It has become standard practice to report the adjusted R2, especially when there are multiple models presented with varying numbers of independent variables.

R2 quantifies how well a model fits the data, so it seems as though it would be an easy way to compare models. It sure sounds easy -- pick the model with the larger R2. The problem with this approach is that there is no penalty for adding more parameters. So the model with more parameters will bend and twist more to come nearer the points, and so almost always has a higher R2. If you use R2 as the criteria for picking the best model, you'd almost always pick the model with the most parameters.

R-squared measures the proportion of the variation in your dependent variable (Y) explained by your independent variables (X) for a linear regression model. Adjusted R-squared adjusts the statistic based on the number of independent variables in the model.

The reason this is important is because you can "game" R-squared by adding more and more independent variables, irrespective of how well they are correlated to your dependent variable. Obviously, this isn't a desirable property of a goodness-of-fit statistic. Conversely, adjusted R-squared provides an adjustment to the R-squared statistic such that an independent variable that has a correlation to Y increases adjusted R-squared and any variable without a strong correlation will make adjusted R-squared decrease. That is the desired property of a goodness-of-fit statistic.

About which one to use...in the case of a linear regression with more than one variable: adjusted R-squared. For a single independent variable model, both statistics are interchangeable.

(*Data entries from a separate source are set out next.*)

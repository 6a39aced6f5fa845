//! Tracing and logging setup
//!
//! Configures the `tracing` subscriber with `RUST_LOG` filtering and either a
//! human-readable or a JSON formatter.

use tracing_subscriber::{
    fmt::{self, format::FmtSpan},
    layer::SubscriberExt,
    util::SubscriberInitExt,
    EnvFilter, Layer, Registry,
};

use crate::config::Environment;

/// Tracing configuration options
#[derive(Debug, Clone)]
pub struct TracingConfig {
    /// Filter used when `RUST_LOG` is unset
    pub default_directives: String,
    /// Enable JSON output format
    pub json: bool,
    /// Include span close events with timings
    pub span_events: bool,
    /// Include file and line numbers
    pub file_line: bool,
}

impl Default for TracingConfig {
    fn default() -> Self {
        Self {
            default_directives: "info".to_string(),
            json: false,
            span_events: false,
            file_line: true,
        }
    }
}

impl TracingConfig {
    /// Debug logging for the workspace crates, pretty output
    #[must_use]
    pub fn development() -> Self {
        Self {
            default_directives: "info,ngo_api=debug,ngo_service=debug,ngo_db=debug,tower_http=debug"
                .to_string(),
            json: false,
            span_events: true,
            file_line: true,
        }
    }

    /// Info-level JSON logging
    #[must_use]
    pub fn production() -> Self {
        Self {
            default_directives: "info".to_string(),
            json: true,
            span_events: false,
            file_line: false,
        }
    }

    /// Pick the preset for an environment; `LOG_FORMAT=json` forces JSON
    #[must_use]
    pub fn for_environment(env: Environment) -> Self {
        let mut config = if env.is_production() {
            Self::production()
        } else {
            Self::development()
        };
        if std::env::var("LOG_FORMAT").is_ok_and(|f| f.eq_ignore_ascii_case("json")) {
            config.json = true;
        }
        config
    }

    fn fmt_layer(&self) -> Box<dyn Layer<Registry> + Send + Sync> {
        let span_events = if self.span_events {
            FmtSpan::CLOSE
        } else {
            FmtSpan::NONE
        };
        let layer = fmt::layer()
            .with_file(self.file_line)
            .with_line_number(self.file_line)
            .with_span_events(span_events);

        if self.json {
            layer.json().boxed()
        } else {
            layer.boxed()
        }
    }
}

/// Install the global subscriber; fails if one is already set
pub fn try_init_tracing(config: &TracingConfig) -> Result<(), TracingError> {
    let env_filter = EnvFilter::try_from_default_env()
        .unwrap_or_else(|_| EnvFilter::new(&config.default_directives));

    tracing_subscriber::registry()
        .with(config.fmt_layer())
        .with(env_filter)
        .try_init()
        .map_err(|_| TracingError::AlreadyInitialized)
}

/// Tracing initialization errors
#[derive(Debug, thiserror::Error)]
pub enum TracingError {
    #[error("Tracing subscriber already initialized")]
    AlreadyInitialized,
}

#[cfg(test)]
mod tests {
    use super::*;

    #[test]
    fn test_presets() {
        let dev = TracingConfig::development();
        assert!(!dev.json);
        assert!(dev.default_directives.contains("ngo_service=debug"));

        let prod = TracingConfig::production();
        assert!(prod.json);
        assert!(!prod.file_line);
    }

    #[test]
    fn test_second_init_reports_error() {
        let config = TracingConfig::default();
        // Another test may have installed a subscriber first; either way the
        // second call must fail without panicking.
        let _ = try_init_tracing(&config);
        assert!(matches!(
            try_init_tracing(&config),
            Err(TracingError::AlreadyInitialized)
        ));
    }
}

Question : The selection criterion used in the forward selection method in the REG procedure is:

1. Adjusted R-Square
2. SLE
3. Access Mostly Uused Products by 50000+ Subscribers
4. AIC

Correct Answer : Get Lastest Questions and Answer :
Criteria Used in Model-Selection Methods

When many significance tests are performed, each at a level of, for example, 5%, the overall probability of rejecting at least one true null hypothesis is much larger than 5%. If you want to guard against including any variables that do not contribute to the predictive power of the model in the population, you should specify a very small SLE= significance level for the FORWARD and STEPWISE methods and a very small SLS= significance level for the BACKWARD and STEPWISE methods.
In most applications, many of the variables considered have some predictive power, however small. If you want to choose the model that provides the best prediction computed using the sample estimates, you need only to guard against estimating more parameters than can be reliably estimated with the given sample size, so you should use a moderate significance level, perhaps in the range of 10% to 25%.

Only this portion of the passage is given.